A recent paper by Standard Life Investments (SLI) entitled ‘The Rise of Millennials and the Impact on Values-Based Investing’ highlighted that understanding this growing generation’s financial and consumer habits is likely to be very important to the investment industry.
The fund taps trends deemed specific to this demographic, such as the ‘digital revolution’, new methods of management and a business’ social commitments.
Millennials’ interest in health and well-being is also reflected in the fact the fund excludes tobacco and alcohol-related stocks.
This skews towards particular attitudes indicates the potential this market offers to SRI funds, and the point is reinforced in SLI’s publication.
Findings include that 81% of millennials had donated money, goods or services to charity, while 61% were worried about the state of the world and felt a personal responsibility to help make a difference.
Matt Christensen, head of responsible investing at AXA IM, also notes how this latest breed of consumers could impact SRI and believes they will invest first to improve society and second to generate profits.

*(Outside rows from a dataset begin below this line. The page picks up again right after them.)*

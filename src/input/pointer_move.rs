//! Pointer move handling - drag updates and hover tracking.
//!
//! While dragging, the pointer is resolved with clamping so that leaving the
//! rows still drives the drag. Redraws only happen when the working interval
//! actually changes.

use crate::board::IntervalBoard;
use crate::context::DrawingContext;
use crate::error::SpanResult;
use crate::input::InputState;
use crate::profile_scope;
use tracing::trace;

impl<C: DrawingContext> IntervalBoard<C> {
    pub fn pointer_move(&mut self, x: i32, y: i32) -> SpanResult<()> {
        profile_scope!("pointer_move");

        self.last_pointer = Some((x, y));

        let update = match &mut self.input_state {
            InputState::Dragging(drag) => match self.context.pointer_to_address(x, y, true) {
                Some(point) => {
                    let previous = drag.result();
                    let next = drag.update(point)?;
                    next.filter(|next| Some(*next) != previous).map(|next| (previous, next))
                }
                None => None,
            },
            InputState::Idle { .. } => None,
        };

        if let Some((previous, next)) = update {
            trace!(from = ?previous, to = %next, "Drag update");
            self.replace_working(previous, next);
            self.emit_drag(previous, next);
        }

        self.refresh_cursor();
        Ok(())
    }
}
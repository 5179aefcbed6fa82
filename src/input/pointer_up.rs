//! Pointer up handling - finalize the active drag.

use crate::board::IntervalBoard;
use crate::context::DrawingContext;
use crate::error::SpanResult;
use crate::profile_scope;
use tracing::debug;

impl<C: DrawingContext> IntervalBoard<C> {
    pub fn pointer_up(&mut self, x: i32, y: i32) -> SpanResult<()> {
        profile_scope!("pointer_up");

        self.last_pointer = Some((x, y));
        self.finish_drag();
        self.refresh_cursor();
        Ok(())
    }

    /// End the active drag as if the pointer were released where it was last seen.
    ///
    /// Used when the drag must stop without a real release, for example when
    /// the pointer leaves the surface.
    pub fn cancel_drag(&mut self) -> SpanResult<()> {
        if self.input_state.is_dragging() {
            debug!("Drag cancelled");
        }
        self.finish_drag();
        self.refresh_cursor();
        Ok(())
    }

    fn finish_drag(&mut self) {
        let Some(drag) = self.input_state.finish_drag() else {
            return;
        };
        let origin = drag.origin();
        match drag.result() {
            Some(result) if Some(result) != origin => {
                debug!(kind = ?drag.kind(), from = ?origin, to = %result, "Drag finished");
                self.emit_change(origin, Some(result));
            }
            _ => debug!(kind = ?drag.kind(), "Drag finished without change"),
        }
    }
}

Christensen believes female millennials, in particular, may be the most conscientious when it comes to investing.
‘With longer life expectancy, women are controlling an increasing amount of private wealth, and in our view, women may tend to be more receptive to social issues.’
Christensen said the trend is here to stay and says we will see responsible investment move from a specialist area to a ‘must have’.
Have your cake and eat it
But can a millennial investor have it both ways, or will the feel-good factor come at the cost of decent financial returns? Vicki Bakhshi, head of governance and sustainable investment at BMO Global Asset Management, says ESG funds will allow investors to have their cake and eat it.

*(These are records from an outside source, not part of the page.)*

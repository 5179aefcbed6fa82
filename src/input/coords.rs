//! Coordinate conversion between the address line and the drawing surface.
//!
//! The address line is wrapped into rows ("sections") of `section_width`
//! units. This module centralizes every formula that maps between:
//!
//! - absolute line coordinates and `(section, offset)` pairs
//! - device pixels and absolute line coordinates (hit testing)
//! - boundaries and the device pixels a renderer paints them at
//!
//! All arithmetic is integer. A coordinate sitting exactly on a section edge
//! is two visual positions at once (the end of one row and the start of the
//! next), so every boundary query takes a `prefer_start` / `stick_to_start`
//! flag to pick one.

use crate::config::BoardConfig;
use crate::error::SpanResult;
use crate::model::Point;

/// A position expressed as row index plus offset within the row.
#[derive(Debug, Clone, Copy, PartialEq, Eq)]
pub struct SectionPos {
    pub section: i32,
    pub offset: i32,
}

/// Device rectangle an interval covers within one row.
#[derive(Debug, Clone, Copy, PartialEq, Eq)]
pub struct RowSpan {
    pub section: i32,
    pub x: i32,
    pub y: i32,
    pub width: i32,
    pub height: i32,
}

/// Converts between address-line, section and device coordinates.
#[derive(Debug, Clone, Copy)]
pub struct AddressMapper {
    config: BoardConfig,
    section_count: i32,
}

impl AddressMapper {
    /// Mapper for `config`, which is validated first.
    pub fn new(config: BoardConfig) -> SpanResult<Self> {
        config.validate()?;
        Ok(Self::unchecked(config))
    }

    /// Skips validation. Section width and pitch must be positive.
    pub(crate) fn unchecked(config: BoardConfig) -> Self {
        let mut mapper = Self {
            config,
            section_count: 0,
        };
        mapper.section_count = mapper.section_count_for(config.height);
        mapper
    }

    #[inline]
    pub fn config(&self) -> &BoardConfig {
        &self.config
    }

    /// Number of rows on the surface.
    #[inline]
    pub fn section_count(&self) -> i32 {
        self.section_count
    }

    #[inline]
    pub fn line_start(&self) -> Point {
        Point::new(0)
    }

    /// One past the last addressable unit of the last row.
    #[inline]
    pub fn line_end(&self) -> Point {
        Point::new(self.config.section_width * self.section_count)
    }

    /// `(section, offset)` to an absolute line coordinate.
    #[inline]
    pub fn to_absolute(&self, section: i32, offset: i32) -> Point {
        Point::new(section * self.config.section_width + offset)
    }

    /// Absolute line coordinate to `(section, offset)`.
    ///
    /// With `stick_to_start`, a multiple of the section width lands at offset 0
    /// of the following section; without it, at offset `section_width` of the
    /// preceding one. Zero is always `(0, 0)`.
    pub fn from_absolute(&self, point: Point, stick_to_start: bool) -> SectionPos {
        let x = point.x();
        let width = self.config.section_width;
        if x == 0 {
            SectionPos { section: 0, offset: 0 }
        } else if stick_to_start {
            SectionPos {
                section: x.div_euclid(width),
                offset: x.rem_euclid(width),
            }
        } else {
            SectionPos {
                section: (x - 1).div_euclid(width),
                offset: (x - 1).rem_euclid(width) + 1,
            }
        }
    }

    /// Rows that fit within `height` pixels.
    ///
    /// A row counts once the height reaches its last pixel.
    pub fn section_count_for(&self, height: i32) -> i32 {
        let c = &self.config;
        if height <= c.offset_y {
            return 0;
        }
        let used = height - c.offset_y;
        let pitch = c.pitch();
        if (used - 1) % pitch >= c.section_height - 1 {
            ceil_div(used, pitch)
        } else {
            used / pitch
        }
    }

    /// Device pixel to address-line point.
    ///
    /// Without `clamp`, pixels outside every row rectangle (including the gaps
    /// between rows) resolve to `None`. With `clamp`, the nearest row and the
    /// nearest offset within it are used, so the result is always `Some` on a
    /// surface with at least one row.
    pub fn device_to_address(&self, dx: i32, dy: i32, clamp: bool) -> Option<Point> {
        let c = &self.config;
        let pitch = c.pitch();

        if clamp {
            if self.section_count == 0 {
                return None;
            }
            let offset = (dx - c.section_start).clamp(0, c.section_width);
            let rel = dy - c.offset_y - 1;
            let row = if rel < 0 {
                0
            } else {
                let row = rel / pitch;
                let within = rel % pitch;
                if within >= c.section_height {
                    // inside the gap below `row`: snap to whichever row is closer
                    let into_gap = within - c.section_height;
                    if c.section_gap - into_gap < into_gap + 1 { row + 1 } else { row }
                } else {
                    row
                }
            };
            let row = row.min(self.section_count - 1);
            return Some(self.to_absolute(row, offset));
        }

        let inside_x = dx >= c.section_start && dx <= c.section_start + c.section_width;
        let inside_y = dy > c.offset_y
            && dy < c.height
            && (dy - c.offset_y - 1) % pitch <= c.section_height - 1;
        if !(inside_x && inside_y) {
            return None;
        }
        let row = ceil_div(dy - c.offset_y, pitch) - 1;
        if row >= self.section_count {
            return None;
        }
        Some(self.to_absolute(row, dx - c.section_start))
    }

    /// Device pixel where a boundary is painted.
    ///
    /// The line end has no following row, so it always resolves to the end of
    /// the last row regardless of `prefer_start`.
    pub fn canvas_position(&self, point: Point, prefer_start: bool) -> (i32, i32) {
        let c = &self.config;
        let stick = prefer_start && point != self.line_end();
        let pos = self.from_absolute(point, stick);
        (c.section_start + pos.offset, c.offset_y + pos.section * c.pitch())
    }

    /// Per-row rectangles covered by the span `[start, end]`.
    pub fn row_spans(&self, start: Point, end: Point) -> Vec<RowSpan> {
        let c = &self.config;
        let first = self.from_absolute(start, start != self.line_end());
        let last = self.from_absolute(end, false);

        (first.section..=last.section)
            .map(|section| {
                let x = if section == first.section {
                    c.section_start + first.offset
                } else {
                    c.section_start
                };
                let right = if section == last.section {
                    c.section_start + last.offset
                } else {
                    c.section_start + c.section_width
                };
                RowSpan {
                    section,
                    x,
                    y: c.offset_y + section * c.pitch(),
                    width: right - x,
                    height: c.section_height,
                }
            })
            .collect()
    }
}

#[inline]
fn ceil_div(x: i32, n: i32) -> i32 {
    x / n + i32::from(x % n != 0)
}
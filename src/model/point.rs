use super::Element1D;
use serde::{Deserialize, Serialize};
use std::fmt;

/// A position on the address line.
#[derive(Debug, Clone, Copy, PartialEq, Eq, PartialOrd, Ord, Hash, Serialize, Deserialize)]
#[serde(transparent)]
pub struct Point {
    x: i32,
}

impl Point {
    #[inline]
    pub const fn new(x: i32) -> Self {
        Self { x }
    }

    #[inline]
    pub const fn x(self) -> i32 {
        self.x
    }
}

impl Element1D for Point {
    #[inline]
    fn center(&self) -> i32 {
        self.x
    }

    #[inline]
    fn length(&self) -> i32 {
        0
    }

    #[inline]
    fn moved_by(&self, n: i32) -> Self {
        Self::new(self.x + n)
    }
}

impl From<i32> for Point {
    fn from(x: i32) -> Self {
        Self::new(x)
    }
}

impl fmt::Display for Point {
    fn fmt(&self, f: &mut fmt::Formatter<'_>) -> fmt::Result {
        write!(f, "({})", self.x)
    }
}
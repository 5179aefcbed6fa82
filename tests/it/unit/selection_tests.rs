//! Unit tests for hit testing with custom tolerances.

use crate::helpers::{TestBoardBuilder, iv};
use spanboard::Point;
use spanboard::input::{Selection, Tolerance, select};

#[test]
fn test_zero_tolerance_needs_exact_hits() {
    let tolerance = Tolerance { interval: 0, point: 0 };
    let intervals = [iv(10, 20)];
    assert_eq!(select(&intervals, Point::new(9), tolerance), None);
    assert_eq!(
        select(&intervals, Point::new(10), tolerance),
        Some(Selection::Boundary {
            point: Point::new(10),
            parent: iv(10, 20)
        })
    );
    assert_eq!(select(&intervals, Point::new(11), tolerance), Some(Selection::Body(iv(10, 20))));
}

#[test]
fn test_board_uses_its_tolerance() {
    let (board, _) = TestBoardBuilder::new().with_interval(40, 60).build();
    assert!(board.selection_at(Point::new(32)).is_some());

    let board = board.with_tolerance(Tolerance { interval: 2, point: 2 });
    assert_eq!(board.selection_at(Point::new(32)), None);
    assert_eq!(board.selection_at(Point::new(45)), Some(Selection::Body(iv(40, 60))));
}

‘We believe that there is a win-win here. Morgan Stanley reviewed over 10,000 US mutual funds and split them into mainstream strategies; those which were ethical and those which were SRI funds.

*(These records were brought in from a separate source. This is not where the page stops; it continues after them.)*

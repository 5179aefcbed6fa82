//! Interactive interval measuring over a row-wrapped 1D address space.
//!
//! The address line is laid out on a 2D surface as rows of equal width.
//! [`IntervalBoard`] turns pointer gestures on that surface into a set of
//! non-overlapping intervals, drawing through a [`DrawingContext`] and
//! reporting changes to a [`ChangeListener`].

pub mod board;
pub mod config;
pub mod constants;
pub mod context;
pub mod error;
pub mod input;
pub mod listener;
pub mod model;
pub mod perf;
pub mod replay;
pub mod surface;

pub use board::IntervalBoard;
pub use config::BoardConfig;
pub use context::{CursorKind, DrawingContext};
pub use error::{SpanError, SpanResult};
pub use listener::{ChangeEvent, ChangeListener, ChangeLog};
pub use model::{Element, Element1D, Interval, Point};
pub use surface::HeadlessSurface;
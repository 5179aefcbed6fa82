//! Property-based tests for 1D geometry and address mapping.

use proptest::prelude::*;
use spanboard::config::BoardConfig;
use spanboard::input::coords::SectionPos;
use spanboard::{Element1D, Interval, Point};

fn interval_strategy() -> impl Strategy<Value = Interval> {
    (-500i32..500, 1i32..200).prop_map(|(start, len)| Interval::from_coords(start, start + len).unwrap())
}

proptest! {
    #[test]
    fn overlap_is_symmetric(a in interval_strategy(), b in interval_strategy()) {
        prop_assert_eq!(a.overlaps(&b), b.overlaps(&a));
    }

    #[test]
    fn displacement_is_antisymmetric(a in interval_strategy(), b in interval_strategy()) {
        prop_assert_eq!(a.displacement(&b), -b.displacement(&a));
        prop_assert_eq!(a.distance(&b) == 0, a.overlaps(&b));
    }

    #[test]
    fn overlap_matches_shared_coordinates(a in interval_strategy(), b in interval_strategy()) {
        let shared = a.start() <= b.end() && b.start() <= a.end();
        prop_assert_eq!(a.overlaps(&b), shared);
    }

    #[test]
    fn moved_interval_keeps_length(a in interval_strategy(), n in -1000i32..1000) {
        let moved = a.moved_by(n);
        prop_assert_eq!(moved.length(), a.length());
        prop_assert_eq!(a.start().displacement(&moved.start()), n);
    }

    #[test]
    fn device_round_trip(
        rows in 1i32..6,
        gap in 0i32..8,
        x in 0i32..1000,
    ) {
        let config = BoardConfig::builder(400, 10 + rows * (12 + gap))
            .section_width(200)
            .section_height(12)
            .section_gap(gap)
            .offset_y(10)
            .section_start(30)
            .build()
            .unwrap();
        let mapper = config.mapper().unwrap();
        let point = Point::new(x % (mapper.line_end().x() + 1));

        let (dx, dy) = mapper.canvas_position(point, true);
        prop_assert_eq!(mapper.device_to_address(dx, dy + 1, false), Some(point));
        prop_assert_eq!(mapper.device_to_address(dx, dy + 1, true), Some(point));
    }

    #[test]
    fn section_round_trip(
        width in 1i32..500,
        rows in 1i32..6,
        section in 0i32..100,
        offset in 0i32..1000,
    ) {
        let config = BoardConfig::builder(width, rows * 10).section_height(10).build().unwrap();
        let mapper = config.mapper().unwrap();
        prop_assert_eq!(mapper.section_count(), rows);

        let section = section % rows;
        let offset = offset % width;
        let point = mapper.to_absolute(section, offset);
        prop_assert_eq!(mapper.from_absolute(point, true), SectionPos { section, offset });

        // the end of a row is only recovered when sticking to the end
        let end = mapper.to_absolute(section, offset + 1);
        prop_assert_eq!(mapper.from_absolute(end, false), SectionPos { section, offset: offset + 1 });
    }
}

'They looked at it over seven years and for 64% of the time periods they analysed, sustainable options had equal or higher average returns and equal or lower volatility.’
‘So it just isn’t true that there is a trade-off, and in the long-term ESG strategies can help produce a stronger investment outcome.’
The investment world has already geared up for increasing investment activity in this area and over the past decade, more than 1,300 major global investment managers and asset owners have signed the Principles of Responsible Investment, which is designed to integrate ESG issues into the investment process.
However, not all investors see such a strong link between millennials and SRI. Bertrand Gacon, manager of the LO Gateway – Development Finance fund at Lombard Odier, believes the millennials trend is significant for the fund industry.
Unlike Athymis Gestion, Gacon doubts it would make sense for current portfolio managers to create strategies specifically based on millennials, but he does think this is a market they should be preparing for. He said it was more about impact than values associated with conventional SRI products.
‘Most of the wealth transfer has yet to happen, so if you were to target just millennials today, it would mean you wouldn’t have many clients. It’s more of a challenge for the entire industry because we know the size of this upcoming transfer is massive.’
Ketan Patel, manager of the EdenTree Global Equity Income Fund for Charities, agrees and thinks investors should focus on companies that are moving away from traditional channels of business towards multiple interfaces.
Patel believes this will in time allow them to capture revenues from all levels of the population, including millennials. Despite this, Patel also points out the dangers of simply following fads.
‘The challenge for ESG investment managers will be to identify the companies which will deliver in the long run and not be held hostage to fashion, which could lead to capital destruction for their clients.’